## [What the task requires]
Every line below that holds the word "values" must be listed.

## [Stored data]

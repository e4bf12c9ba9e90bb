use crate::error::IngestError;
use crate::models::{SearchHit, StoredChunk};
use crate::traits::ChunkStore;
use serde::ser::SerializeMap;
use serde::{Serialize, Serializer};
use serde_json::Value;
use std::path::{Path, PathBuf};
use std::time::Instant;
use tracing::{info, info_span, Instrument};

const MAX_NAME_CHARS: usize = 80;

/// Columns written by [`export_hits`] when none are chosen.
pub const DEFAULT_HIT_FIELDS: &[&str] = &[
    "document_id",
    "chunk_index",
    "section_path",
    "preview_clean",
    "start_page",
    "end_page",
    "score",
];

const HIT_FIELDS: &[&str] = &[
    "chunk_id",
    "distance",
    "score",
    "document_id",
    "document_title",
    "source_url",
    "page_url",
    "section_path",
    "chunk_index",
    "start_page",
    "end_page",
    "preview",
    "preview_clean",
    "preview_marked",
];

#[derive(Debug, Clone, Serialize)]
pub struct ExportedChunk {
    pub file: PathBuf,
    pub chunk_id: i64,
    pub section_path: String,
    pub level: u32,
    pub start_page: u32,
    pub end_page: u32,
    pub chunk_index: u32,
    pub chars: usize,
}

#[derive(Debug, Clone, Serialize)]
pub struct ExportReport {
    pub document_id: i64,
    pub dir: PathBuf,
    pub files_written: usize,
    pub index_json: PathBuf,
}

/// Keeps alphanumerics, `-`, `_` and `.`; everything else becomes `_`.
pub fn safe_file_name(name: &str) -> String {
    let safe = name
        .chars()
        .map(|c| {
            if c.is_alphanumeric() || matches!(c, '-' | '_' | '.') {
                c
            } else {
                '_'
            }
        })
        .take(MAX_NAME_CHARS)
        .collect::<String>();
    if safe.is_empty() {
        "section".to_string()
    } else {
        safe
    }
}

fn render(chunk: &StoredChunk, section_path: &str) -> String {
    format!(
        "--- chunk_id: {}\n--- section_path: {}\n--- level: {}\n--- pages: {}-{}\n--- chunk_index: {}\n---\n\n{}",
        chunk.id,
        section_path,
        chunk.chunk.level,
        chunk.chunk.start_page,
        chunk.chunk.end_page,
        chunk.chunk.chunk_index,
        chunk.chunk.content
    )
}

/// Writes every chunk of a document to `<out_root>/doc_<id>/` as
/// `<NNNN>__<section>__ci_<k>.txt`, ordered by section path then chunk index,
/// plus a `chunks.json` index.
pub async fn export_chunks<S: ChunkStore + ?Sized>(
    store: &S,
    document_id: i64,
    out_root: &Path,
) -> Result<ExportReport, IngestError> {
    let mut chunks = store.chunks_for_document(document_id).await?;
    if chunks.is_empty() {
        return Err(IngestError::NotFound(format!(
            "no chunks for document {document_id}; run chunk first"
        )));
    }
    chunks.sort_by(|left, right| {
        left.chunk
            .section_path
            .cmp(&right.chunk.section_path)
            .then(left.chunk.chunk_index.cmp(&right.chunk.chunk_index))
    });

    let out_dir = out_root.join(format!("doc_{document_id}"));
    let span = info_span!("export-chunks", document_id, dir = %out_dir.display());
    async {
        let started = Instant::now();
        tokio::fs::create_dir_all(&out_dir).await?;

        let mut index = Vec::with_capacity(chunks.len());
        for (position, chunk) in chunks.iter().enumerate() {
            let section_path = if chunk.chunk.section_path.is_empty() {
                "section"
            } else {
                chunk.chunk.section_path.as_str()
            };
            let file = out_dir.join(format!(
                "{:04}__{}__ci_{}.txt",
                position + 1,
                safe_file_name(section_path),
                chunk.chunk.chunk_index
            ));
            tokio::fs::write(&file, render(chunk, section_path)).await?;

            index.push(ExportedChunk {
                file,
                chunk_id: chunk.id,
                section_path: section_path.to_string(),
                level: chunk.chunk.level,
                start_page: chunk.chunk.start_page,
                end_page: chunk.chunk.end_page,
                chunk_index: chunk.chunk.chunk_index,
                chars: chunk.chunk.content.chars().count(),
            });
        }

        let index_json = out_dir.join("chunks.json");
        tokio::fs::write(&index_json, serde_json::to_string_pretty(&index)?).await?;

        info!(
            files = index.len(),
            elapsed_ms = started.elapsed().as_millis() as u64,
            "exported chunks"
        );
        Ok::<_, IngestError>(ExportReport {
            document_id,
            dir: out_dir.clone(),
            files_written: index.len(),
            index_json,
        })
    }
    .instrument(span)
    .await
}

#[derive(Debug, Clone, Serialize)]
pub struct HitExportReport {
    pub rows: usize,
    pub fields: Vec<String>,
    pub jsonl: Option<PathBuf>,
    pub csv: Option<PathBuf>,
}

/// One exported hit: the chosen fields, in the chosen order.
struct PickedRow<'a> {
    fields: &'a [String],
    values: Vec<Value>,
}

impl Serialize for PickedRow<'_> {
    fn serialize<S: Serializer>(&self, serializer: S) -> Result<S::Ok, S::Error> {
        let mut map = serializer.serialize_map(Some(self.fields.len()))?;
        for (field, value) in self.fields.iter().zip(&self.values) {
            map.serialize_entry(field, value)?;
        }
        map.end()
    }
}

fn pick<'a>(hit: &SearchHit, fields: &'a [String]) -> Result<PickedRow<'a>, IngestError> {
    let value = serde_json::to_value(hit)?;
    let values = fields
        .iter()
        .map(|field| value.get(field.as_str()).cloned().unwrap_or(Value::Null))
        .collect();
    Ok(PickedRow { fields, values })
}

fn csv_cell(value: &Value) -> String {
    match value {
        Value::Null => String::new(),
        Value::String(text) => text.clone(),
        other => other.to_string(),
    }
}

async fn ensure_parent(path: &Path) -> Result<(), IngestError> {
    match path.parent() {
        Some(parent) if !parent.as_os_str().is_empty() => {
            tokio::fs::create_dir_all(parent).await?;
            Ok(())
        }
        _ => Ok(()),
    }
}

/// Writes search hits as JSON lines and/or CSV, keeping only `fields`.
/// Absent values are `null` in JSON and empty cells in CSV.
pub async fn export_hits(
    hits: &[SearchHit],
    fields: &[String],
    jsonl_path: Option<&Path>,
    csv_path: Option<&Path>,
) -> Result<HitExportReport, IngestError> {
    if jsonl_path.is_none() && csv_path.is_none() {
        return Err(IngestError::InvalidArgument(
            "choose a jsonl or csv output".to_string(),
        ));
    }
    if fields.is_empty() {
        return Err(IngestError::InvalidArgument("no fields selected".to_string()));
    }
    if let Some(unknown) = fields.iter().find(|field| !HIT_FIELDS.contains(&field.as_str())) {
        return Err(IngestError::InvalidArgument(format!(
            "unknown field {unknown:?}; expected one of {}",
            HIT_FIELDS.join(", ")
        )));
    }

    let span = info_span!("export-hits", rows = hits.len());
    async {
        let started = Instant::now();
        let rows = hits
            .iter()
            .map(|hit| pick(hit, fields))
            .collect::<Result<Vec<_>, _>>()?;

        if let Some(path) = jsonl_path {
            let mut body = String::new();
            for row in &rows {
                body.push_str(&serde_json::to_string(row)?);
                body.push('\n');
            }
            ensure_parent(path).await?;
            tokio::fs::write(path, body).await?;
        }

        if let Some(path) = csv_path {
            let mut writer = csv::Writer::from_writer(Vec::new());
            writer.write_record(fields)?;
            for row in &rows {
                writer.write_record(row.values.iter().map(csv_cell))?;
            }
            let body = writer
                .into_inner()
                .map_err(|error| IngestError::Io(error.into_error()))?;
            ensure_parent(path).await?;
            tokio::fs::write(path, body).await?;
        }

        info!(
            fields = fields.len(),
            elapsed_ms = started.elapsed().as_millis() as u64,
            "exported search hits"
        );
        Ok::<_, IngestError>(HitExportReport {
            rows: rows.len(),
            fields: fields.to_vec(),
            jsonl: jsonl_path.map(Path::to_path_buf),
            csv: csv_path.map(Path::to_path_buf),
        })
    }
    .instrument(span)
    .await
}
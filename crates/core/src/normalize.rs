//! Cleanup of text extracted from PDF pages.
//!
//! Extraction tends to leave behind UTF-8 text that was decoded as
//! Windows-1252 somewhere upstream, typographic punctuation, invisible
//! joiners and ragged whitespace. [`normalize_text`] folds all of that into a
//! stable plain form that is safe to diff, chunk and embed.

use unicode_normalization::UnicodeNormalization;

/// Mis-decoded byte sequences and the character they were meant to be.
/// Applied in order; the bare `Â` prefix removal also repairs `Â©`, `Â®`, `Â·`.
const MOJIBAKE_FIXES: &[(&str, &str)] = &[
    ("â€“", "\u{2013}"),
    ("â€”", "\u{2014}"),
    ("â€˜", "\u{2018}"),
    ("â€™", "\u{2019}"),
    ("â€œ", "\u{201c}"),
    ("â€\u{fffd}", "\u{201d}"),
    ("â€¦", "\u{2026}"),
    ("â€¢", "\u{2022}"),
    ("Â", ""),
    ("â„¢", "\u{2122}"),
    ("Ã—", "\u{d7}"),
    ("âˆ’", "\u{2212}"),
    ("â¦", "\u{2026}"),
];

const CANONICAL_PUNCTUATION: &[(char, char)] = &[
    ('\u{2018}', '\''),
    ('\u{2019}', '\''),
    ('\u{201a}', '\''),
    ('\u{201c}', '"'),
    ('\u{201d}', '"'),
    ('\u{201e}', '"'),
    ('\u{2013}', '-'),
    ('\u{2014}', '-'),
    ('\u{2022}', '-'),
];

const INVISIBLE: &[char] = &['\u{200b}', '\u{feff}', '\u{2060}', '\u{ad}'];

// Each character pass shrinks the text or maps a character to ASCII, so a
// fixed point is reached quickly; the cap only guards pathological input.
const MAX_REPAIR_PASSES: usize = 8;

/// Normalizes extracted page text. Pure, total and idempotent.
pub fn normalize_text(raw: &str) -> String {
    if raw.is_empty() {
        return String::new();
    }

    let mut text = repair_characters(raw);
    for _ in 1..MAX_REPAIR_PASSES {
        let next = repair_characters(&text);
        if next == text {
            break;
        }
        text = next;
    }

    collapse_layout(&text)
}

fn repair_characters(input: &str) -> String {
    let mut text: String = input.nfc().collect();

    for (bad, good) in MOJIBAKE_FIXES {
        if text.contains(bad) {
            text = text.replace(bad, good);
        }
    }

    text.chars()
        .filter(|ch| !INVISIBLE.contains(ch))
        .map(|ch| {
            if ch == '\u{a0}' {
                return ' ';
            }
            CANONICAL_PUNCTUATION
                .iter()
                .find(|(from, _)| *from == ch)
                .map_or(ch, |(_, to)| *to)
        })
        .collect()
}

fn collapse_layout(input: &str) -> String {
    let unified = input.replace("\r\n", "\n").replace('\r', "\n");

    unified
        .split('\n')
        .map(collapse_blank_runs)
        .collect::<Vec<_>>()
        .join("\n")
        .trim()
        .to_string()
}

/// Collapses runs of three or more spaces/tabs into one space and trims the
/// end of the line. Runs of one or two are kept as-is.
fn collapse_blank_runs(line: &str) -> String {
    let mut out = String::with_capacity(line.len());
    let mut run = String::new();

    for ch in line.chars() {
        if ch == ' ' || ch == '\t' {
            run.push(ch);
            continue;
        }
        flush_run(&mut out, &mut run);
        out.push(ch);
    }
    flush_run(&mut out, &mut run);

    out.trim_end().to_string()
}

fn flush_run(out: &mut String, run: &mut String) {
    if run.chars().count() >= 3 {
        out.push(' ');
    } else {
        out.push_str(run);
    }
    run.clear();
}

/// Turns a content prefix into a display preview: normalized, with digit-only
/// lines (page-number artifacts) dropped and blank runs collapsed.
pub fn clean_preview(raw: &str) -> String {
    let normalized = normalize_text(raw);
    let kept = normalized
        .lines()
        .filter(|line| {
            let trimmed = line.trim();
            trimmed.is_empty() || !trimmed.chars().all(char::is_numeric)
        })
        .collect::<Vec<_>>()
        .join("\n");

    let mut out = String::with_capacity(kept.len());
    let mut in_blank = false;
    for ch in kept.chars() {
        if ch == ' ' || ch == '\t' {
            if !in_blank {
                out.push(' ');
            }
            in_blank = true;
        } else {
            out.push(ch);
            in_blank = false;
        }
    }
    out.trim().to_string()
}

## [Solution to this exercise]
    values: Vec<Value>,
        for (field, value) in self.fields.iter().zip(&self.values) {
    let values = fields
    Ok(PickedRow { fields, values })
/// Absent values are `null` in JSON and empty cells in CSV.
                writer.write_record(row.values.iter().map(csv_cell))?;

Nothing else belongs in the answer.